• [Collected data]
****************

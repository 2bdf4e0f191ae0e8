//! Presence reactor: turns voice-room transitions into channel visibility and
//! purge-flag changes.
//!
//! Each transition is split into two independent halves:
//! - departure (previous room is bound): raise the purge flag if the room is
//!   now empty, revoke the member's overwrite, optionally post a notice
//! - arrival (next room is bound): clear the purge flag, grant the member an
//!   overwrite, optionally post a notice
//!
//! A member hopping between two bound rooms fires both halves. Occupancy is
//! always read from live platform state after the member has left, never from
//! the flag, so last-writer-wins on the flag is safe.

use std::sync::Arc;

use tracing::{debug, info, warn};

use crate::{
    domain::{
        arrival_notice, departure_notice, Binding, MemberId, PresenceTransition, TextChannelId,
        VoiceRoomId,
    },
    ports::{resolve_text, resolve_voice, BindingStore, PlatformPort},
    Result,
};

/// What happened to one half of a transition.
#[derive(Clone, Debug, PartialEq, Eq)]
pub enum HalfOutcome {
    /// The room involved is not bound (or absent).
    Skipped,
    Applied,
    Aborted(String),
}

#[derive(Clone, Debug, PartialEq, Eq)]
pub struct TransitionReport {
    pub departure: HalfOutcome,
    pub arrival: HalfOutcome,
}

impl TransitionReport {
    fn ignored() -> Self {
        Self {
            departure: HalfOutcome::Skipped,
            arrival: HalfOutcome::Skipped,
        }
    }
}

pub struct PresenceReactor {
    store: Arc<dyn BindingStore>,
    emit_log: bool,
}

impl PresenceReactor {
    pub fn new(store: Arc<dyn BindingStore>, emit_log: bool) -> Self {
        Self { store, emit_log }
    }

    /// Apply one transition. Never fails: every problem is logged and
    /// reflected in the report, and the next event starts from scratch.
    pub async fn handle(
        &self,
        platform: &dyn PlatformPort,
        transition: PresenceTransition,
    ) -> TransitionReport {
        if !transition.is_room_change() {
            return TransitionReport::ignored();
        }

        let bindings = match self.store.list_bindings().await {
            Ok(v) => v,
            Err(e) => {
                warn!(
                    member = %transition.member,
                    error = %e,
                    "binding lookup failed, dropping transition"
                );
                let reason = e.to_string();
                return TransitionReport {
                    departure: transition
                        .previous
                        .map_or(HalfOutcome::Skipped, |_| HalfOutcome::Aborted(reason.clone())),
                    arrival: transition
                        .next
                        .map_or(HalfOutcome::Skipped, |_| HalfOutcome::Aborted(reason)),
                };
            }
        };

        let leaving = transition.previous.and_then(|room| bound(&bindings, room));
        let entering = transition.next.and_then(|room| bound(&bindings, room));

        let departure = match leaving {
            None => HalfOutcome::Skipped,
            Some(binding) => match self.depart(platform, binding, transition.member).await {
                Ok(()) => HalfOutcome::Applied,
                Err(e) => {
                    warn!(
                        voice = %binding.voice_id,
                        text = %binding.text_id,
                        member = %transition.member,
                        error = %e,
                        "departure aborted"
                    );
                    if e.is_store() {
                        let reason = e.to_string();
                        return TransitionReport {
                            departure: HalfOutcome::Aborted(reason.clone()),
                            arrival: entering
                                .map_or(HalfOutcome::Skipped, |_| HalfOutcome::Aborted(reason)),
                        };
                    }
                    HalfOutcome::Aborted(e.to_string())
                }
            },
        };

        let arrival = match entering {
            None => HalfOutcome::Skipped,
            Some(binding) => match self.arrive(platform, binding, transition.member).await {
                Ok(()) => HalfOutcome::Applied,
                Err(e) => {
                    warn!(
                        voice = %binding.voice_id,
                        text = %binding.text_id,
                        member = %transition.member,
                        error = %e,
                        "arrival aborted"
                    );
                    HalfOutcome::Aborted(e.to_string())
                }
            },
        };

        TransitionReport { departure, arrival }
    }

    async fn depart(
        &self,
        platform: &dyn PlatformPort,
        binding: Binding,
        member: MemberId,
    ) -> Result<()> {
        let text = resolve_text(platform, binding.text_id).await?;
        let voice = resolve_voice(platform, binding.voice_id).await?;

        // The gateway state is already post-transition: the leaving member is not counted.
        let occupants = platform.voice_occupancy(voice).await?;
        if occupants == 0 {
            self.store.set_flag(voice, true).await?;
            info!(voice = %voice, text = %text, "voice room empty, text channel flagged for purge");
        } else {
            debug!(voice = %voice, occupants, "voice room still occupied");
        }

        if let Err(e) = platform.revoke_view(text, member).await {
            warn!(text = %text, member = %member, error = %e, "failed to revoke view overwrite");
        }

        if self.emit_log {
            self.notify(platform, text, &departure_notice(member)).await;
        }

        Ok(())
    }

    async fn arrive(
        &self,
        platform: &dyn PlatformPort,
        binding: Binding,
        member: MemberId,
    ) -> Result<()> {
        let text = resolve_text(platform, binding.text_id).await?;

        // Unconditional write: the flag in `binding` may already be stale.
        self.store.set_flag(binding.voice_id, false).await?;

        if let Err(e) = platform.grant_view(text, member).await {
            warn!(text = %text, member = %member, error = %e, "failed to grant view overwrite");
        }

        if self.emit_log {
            self.notify(platform, text, &arrival_notice(member)).await;
        }

        Ok(())
    }

    async fn notify(&self, platform: &dyn PlatformPort, text: TextChannelId, body: &str) {
        if let Err(e) = platform.send_message(text, body).await {
            warn!(text = %text, error = %e, "failed to post presence notice");
        }
    }
}

fn bound(bindings: &[Binding], room: VoiceRoomId) -> Option<Binding> {
    bindings.iter().find(|b| b.voice_id == room).copied()
}
//! Discord adapter (serenity).
//!
//! This crate implements the `vch-core` PlatformPort over the Discord HTTP API
//! and gateway cache, and routes gateway events into the reactor/scheduler.

use std::sync::Arc;

use async_trait::async_trait;
use chrono::{DateTime, Utc};

use serenity::{
    all::{
        Cache, Channel, ChannelType, Context, GetMessages, Http, PermissionOverwrite,
        PermissionOverwriteType, Permissions, Timestamp,
    },
    Error as SerenityError,
};

pub mod router;

use vch_core::{
    domain::{
        ChannelId, ChannelKind, FetchedMessage, MemberId, MessageId, TextChannelId, VoiceRoomId,
    },
    errors::Error,
    ports::PlatformPort,
    Result,
};

#[derive(Clone)]
pub struct DiscordPlatform {
    http: Arc<Http>,
    cache: Arc<Cache>,
}

impl DiscordPlatform {
    pub fn new(http: Arc<Http>, cache: Arc<Cache>) -> Self {
        Self { http, cache }
    }

    pub fn from_context(ctx: &Context) -> Self {
        Self::new(ctx.http.clone(), ctx.cache.clone())
    }

    fn dc_channel(id: u64) -> Result<serenity::all::ChannelId> {
        if id == 0 {
            return Err(Error::Resolution { what: "channel", id });
        }
        Ok(serenity::all::ChannelId::new(id))
    }

    fn dc_user(id: MemberId) -> Result<serenity::all::UserId> {
        if id.0 == 0 {
            return Err(Error::Resolution {
                what: "member",
                id: id.0,
            });
        }
        Ok(serenity::all::UserId::new(id.0))
    }

    fn dc_message(id: MessageId) -> Result<serenity::all::MessageId> {
        if id.0 == 0 {
            return Err(Error::Resolution {
                what: "message",
                id: id.0,
            });
        }
        Ok(serenity::all::MessageId::new(id.0))
    }

    async fn guild_channel(&self, id: u64) -> Result<serenity::all::GuildChannel> {
        let channel = Self::dc_channel(id)?
            .to_channel((&self.cache, self.http.as_ref()))
            .await
            .map_err(|e| map_err(e, "channel", id))?;
        match channel {
            Channel::Guild(c) => Ok(c),
            _ => Err(Error::Resolution { what: "guild channel", id }),
        }
    }
}

/// Discord errors with a 404 mean the thing is gone; 403 means we lack rights.
fn map_err(e: SerenityError, what: &'static str, id: u64) -> Error {
    match status_of(&e) {
        Some(404) => Error::Resolution { what, id },
        Some(403) => Error::Permission(format!("discord refused access to {what} {id}: {e}")),
        _ => Error::External(format!("discord error: {e}")),
    }
}

fn status_of(e: &SerenityError) -> Option<u16> {
    match e {
        SerenityError::Http(h) => h.status_code().map(|s| s.as_u16()),
        _ => None,
    }
}

fn kind_of(kind: ChannelType) -> ChannelKind {
    match kind {
        ChannelType::Text | ChannelType::News => ChannelKind::Text,
        ChannelType::Voice | ChannelType::Stage => ChannelKind::Voice,
        _ => ChannelKind::Other,
    }
}

/// Messages with an unrepresentable timestamp are treated as ancient, which
/// only routes them through single deletes.
fn created_at(ts: Timestamp) -> DateTime<Utc> {
    DateTime::from_timestamp(ts.unix_timestamp(), 0).unwrap_or(DateTime::UNIX_EPOCH)
}

#[async_trait]
impl PlatformPort for DiscordPlatform {
    async fn channel_kind(&self, channel: ChannelId) -> Result<ChannelKind> {
        let c = self.guild_channel(channel.0).await?;
        Ok(kind_of(c.kind))
    }

    async fn voice_occupancy(&self, room: VoiceRoomId) -> Result<usize> {
        let channel = self.guild_channel(room.0).await?;
        let room_id = channel.id;

        // The cache has already applied the voice state update being handled.
        let guild = self.cache.guild(channel.guild_id).ok_or(Error::Resolution {
            what: "guild",
            id: channel.guild_id.get(),
        })?;
        let occupants = guild
            .voice_states
            .values()
            .filter(|vs| vs.channel_id == Some(room_id))
            .count();
        Ok(occupants)
    }

    async fn grant_view(&self, channel: TextChannelId, member: MemberId) -> Result<()> {
        let overwrite = PermissionOverwrite {
            allow: Permissions::VIEW_CHANNEL,
            deny: Permissions::empty(),
            kind: PermissionOverwriteType::Member(Self::dc_user(member)?),
        };
        Self::dc_channel(channel.0)?
            .create_permission(&self.http, overwrite)
            .await
            .map_err(|e| map_err(e, "text channel", channel.0))
    }

    async fn revoke_view(&self, channel: TextChannelId, member: MemberId) -> Result<()> {
        let target = PermissionOverwriteType::Member(Self::dc_user(member)?);
        match Self::dc_channel(channel.0)?
            .delete_permission(&self.http, target)
            .await
        {
            Ok(()) => Ok(()),
            // Unknown Overwrite: nothing to revoke.
            Err(e) if status_of(&e) == Some(404) => Ok(()),
            Err(e) => Err(map_err(e, "text channel", channel.0)),
        }
    }

    async fn send_message(&self, channel: TextChannelId, body: &str) -> Result<()> {
        Self::dc_channel(channel.0)?
            .say(&self.http, body)
            .await
            .map_err(|e| map_err(e, "text channel", channel.0))?;
        Ok(())
    }

    async fn fetch_messages(
        &self,
        channel: TextChannelId,
        limit: u8,
    ) -> Result<Vec<FetchedMessage>> {
        let messages = Self::dc_channel(channel.0)?
            .messages(&self.http, GetMessages::new().limit(limit))
            .await
            .map_err(|e| map_err(e, "text channel", channel.0))?;

        Ok(messages
            .into_iter()
            .map(|m| FetchedMessage {
                id: MessageId(m.id.get()),
                created_at: created_at(m.timestamp),
            })
            .collect())
    }

    async fn bulk_delete(&self, channel: TextChannelId, ids: &[MessageId]) -> Result<()> {
        let ids = ids
            .iter()
            .map(|id| Self::dc_message(*id))
            .collect::<Result<Vec<_>>>()?;
        Self::dc_channel(channel.0)?
            .delete_messages(&self.http, ids)
            .await
            .map_err(|e| map_err(e, "text channel", channel.0))
    }

    async fn delete_message(&self, channel: TextChannelId, id: MessageId) -> Result<()> {
        Self::dc_channel(channel.0)?
            .delete_message(&self.http, Self::dc_message(id)?)
            .await
            .map_err(|e| map_err(e, "text channel", channel.0))
    }
}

****************

• [What is being asked] Please copy exactly, and only, the lines from the line containing "let messages = Self::dc_channel(channel.0)?" through the last line of the records, with both ends included.

• [Written reply]
        let messages = Self::dc_channel(channel.0)?
            .messages(&self.http, GetMessages::new().limit(limit))
            .await
            .map_err(|e| map_err(e, "text channel", channel.0))?;

        Ok(messages
            .into_iter()
            .map(|m| FetchedMessage {
                id: MessageId(m.id.get()),
                created_at: created_at(m.timestamp),
            })
            .collect())
    }

    async fn bulk_delete(&self, channel: TextChannelId, ids: &[MessageId]) -> Result<()> {
        let ids = ids
            .iter()
            .map(|id| Self::dc_message(*id))
            .collect::<Result<Vec<_>>>()?;
        Self::dc_channel(channel.0)?
            .delete_messages(&self.http, ids)
            .await
            .map_err(|e| map_err(e, "text channel", channel.0))
    }

    async fn delete_message(&self, channel: TextChannelId, id: MessageId) -> Result<()> {
        Self::dc_channel(channel.0)?
            .delete_message(&self.http, Self::dc_message(id)?)
            .await
            .map_err(|e| map_err(e, "text channel", channel.0))
    }
}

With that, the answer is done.